Rien n’est solide comme ce cliché suivant lequel tous les protestants sont les parangons du libéralisme. On sait bien le soupçon que cette idée reçue véhicule: attachés de manière légère à l’État, les protestants ne seraient-ils pas de mauvais Français ?

Le remarquable livre qu’Arnaud Teyssier publie ce mois- ci, « L’énigme Pompidou-de Gaulle » (Perrin 368 p. 23€) n’a pas pour seule vertu de remettre à l’heure un certain nombre de pendules, démontrant notamment que le plus conservateur, au sein de cet improbable couple politique, n’était pas le grand lecteur de Barrès. Il trace en filigrane le portrait d’un protestant : Maurice Couve de Murville, ministre des Affaires étrangères de 1958 à 1968, Premier ministre de 1968 à 1969.

« Pour de Gaulle, Maurice Couve de Murville faisait partie des hauts fonctionnaires d’élite, qui formaient l’armature de l’État, donc de la République, estime Arnaud Teyssier. Le Général avait un goût très fort pour l’administration, tout particulièrement l’inspection des finances dont notre homme était issu et qui avait la réputation de former les meilleurs hauts fonctionnaires. »

Maurice Couve de Murville comptait pourtant parmi les gaullistes tardifs : il avait en effet exercé de très hautes responsabilités au sein du régime de Vichy- directeur du mouvement général des fonds, c’est lui qui avait négocié les principales questions financières avec les autorités d’Occupation- puis il avait été proche du général Giraud à Alger. Mais ce qui primait pour de Gaulle était son souci de placer la France au premier rang, sa loyauté à son égard, et son efficacité.

Un homme loyal

« Dans ses Mémoires d’espoir, de Gaulle en dresse le portrait d’un haut fonctionnaire d’excellence en écrivant qu’il démêle ce qui est compliqué pour en tirer les éléments fondamentaux qui vont servir à la décision politique, en le présentant comme un grand travailleur apportant beaucoup à l’autorité de l’Etat, souligne encore Arnaud Teyssier. C’est pour cette raison majeure qu’il a choisi cet homme là et pas un autre quand il a voulu mettre en œuvre la réforme régionale et la participation, il l’a choisi pour Premier ministre. »

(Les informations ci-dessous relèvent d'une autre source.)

//! Shared fixtures for contract tests: a fully wired `AppState` backed by
//! an in-memory store, with a helper to seed credentials/tokens through
//! the same keys the Credential Pool and Token Store read.

use std::sync::Arc;

use kiro_gateway::convert::ModelResolver;
use kiro_gateway::transport::http::KiroHttpClient;
use kiro_proxy::config::RuntimeConfig;
use kiro_proxy::domain::{Credential, Token};
use kiro_proxy::pool::CredentialPool;
use kiro_proxy::refresh::{self, RefreshCoordinator};
use kiro_proxy::selector::Selector;
use kiro_proxy::store::memory::MemoryStore;
use kiro_proxy::store::Store;
use kiro_proxy::tokenstore::TokenStore;
use kiro_proxy::AppState;

const POOL_KEY: &str = "pools:claude-kiro-oauth";
pub const API_KEY: &str = "sk-test-key";

/// A test state plus the raw store it's backed by, so tests can seed
/// credentials/tokens through the same `Store` the pool and token store
/// read from without going through an onboarding flow this crate doesn't
/// expose over HTTP.
pub struct Fixture {
    pub state: AppState,
    pub store: Arc<MemoryStore>,
}

pub async fn seeded_state() -> Fixture {
    let store = Arc::new(MemoryStore::new());
    let dyn_store: Arc<dyn Store> = store.clone();
    let (refresh_tx, refresh_rx) = refresh::channel(16);
    let pool = Arc::new(CredentialPool::new(dyn_store.clone(), refresh_tx.clone()));
    let tokens = Arc::new(TokenStore::new(dyn_store));
    let selector = Arc::new(Selector::new(pool.clone(), 6));
    let coordinator = RefreshCoordinator::new(pool.clone(), tokens.clone());
    tokio::spawn(coordinator.clone().run(refresh_rx));

    let mut config = RuntimeConfig::default();
    config.auth.api_key = API_KEY.to_string();

    let state = AppState {
        config: Arc::new(config),
        pool,
        tokens,
        selector,
        refresh: coordinator,
        refresh_tx,
        http: Arc::new(KiroHttpClient::new()),
        model_resolver: Arc::new(ModelResolver::new().expect("model resolver")),
    };

    Fixture { state, store }
}

pub async fn add_credential(fixture: &Fixture, uuid: &str) {
    let cred = Credential {
        uuid: uuid.to_string(),
        provider_type: "claude-kiro-oauth".into(),
        region: "us-east-1".into(),
        profile_arn: None,
        is_healthy: true,
        is_disabled: false,
        scheduled_recovery_time: None,
        usage_count: 0,
        error_count: 0,
        last_used: None,
        last_error_time: None,
        last_health_check_time: None,
        added_at: chrono::Utc::now(),
    };
    fixture
        .store
        .hset(POOL_KEY, uuid, &serde_json::to_string(&cred).unwrap())
        .await
        .unwrap();

    let token = Token {
        access_token: "test-access-token".into(),
        refresh_token: "test-refresh-token".into(),
        client_id: None,
        client_secret: None,
        expires_at: Some(chrono::Utc::now() + chrono::Duration::hours(1)),
        auth_method: kiro_gateway::models::auth::AuthMethod::Social,
        last_refreshed: Some(chrono::Utc::now()),
    };
    fixture.state.tokens.set(uuid, &token).await.unwrap();
}

pub fn router(state: AppState) -> axum::Router {
    kiro_proxy::api::build_api_router(state.clone()).with_state(state)
}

Nous voilà au cœur de l’originalité de la situation politique de Couve de Murville. Au fil de son récit, Arnaud Teyssier reconnaît que Georges Pompidou assumait son goût pour le progrès, la  modernité, le progrès social même, en ce qu’il découlait, selon lui, presque naturellement de la croissance. « Mais de Gaulle avait une vision beaucoup plus novatrice, nous précise l’historien. Ce que de Gaulle appelait la Participation était une politique sociale beaucoup plus active, entraînant une révolution du statut du salarié dans les sociétés capitalistes, dont il pressentait que les transformations profondes. »

C’est donc à un protestant grand teint que le fondateur de la Cinquième république a demandé d’associer les travailleurs au fonctionnement, à la direction des entreprises. Il savait bien que ce  n’était pas un keynésien dans l’âme, mais ce n’était pas le plus important. « Je crois que de Gaulle voyait en lui l’homme loyal, qui comprenait ce qu’il disait, ce qu’il faisait, qui était surtout capable de le traduire en acte, ajoute Arnaud Teyssier. Pour lui, Maurice Couve de Murville était capable, en toute circonstance, de tenir la barque de l’État. Sous cet angle, il était un personnage gaullien. Peu importe son passé, c’était un protestant d’État. »

On ne convaincra jamais les malveillants. Mais on conseillera la lecture, très complémentaire, des Mémoires de Robert Coulondre («De Staline à Hitler» Perrin 379 p. 23 €), qui fut ambassadeur de France à Moscou puis à Berlin. Grande figure du Quai d’Orsay, cet homme intègre, né en 1885 et mort en 1959, n’a cessé d’alerter les pouvoirs publics sur le péril nazi, encourageant à toute force le rapprochement diplomatique avec l’URSS alors qu’il n’était vraiment pas communiste. Un témoignage formidable, écrit par un haut fonctionnaire. On ajoutera, sans rien qui pèse ou qui pose, qu’il avait vu le jour à Nîmes et qu’il était protestant.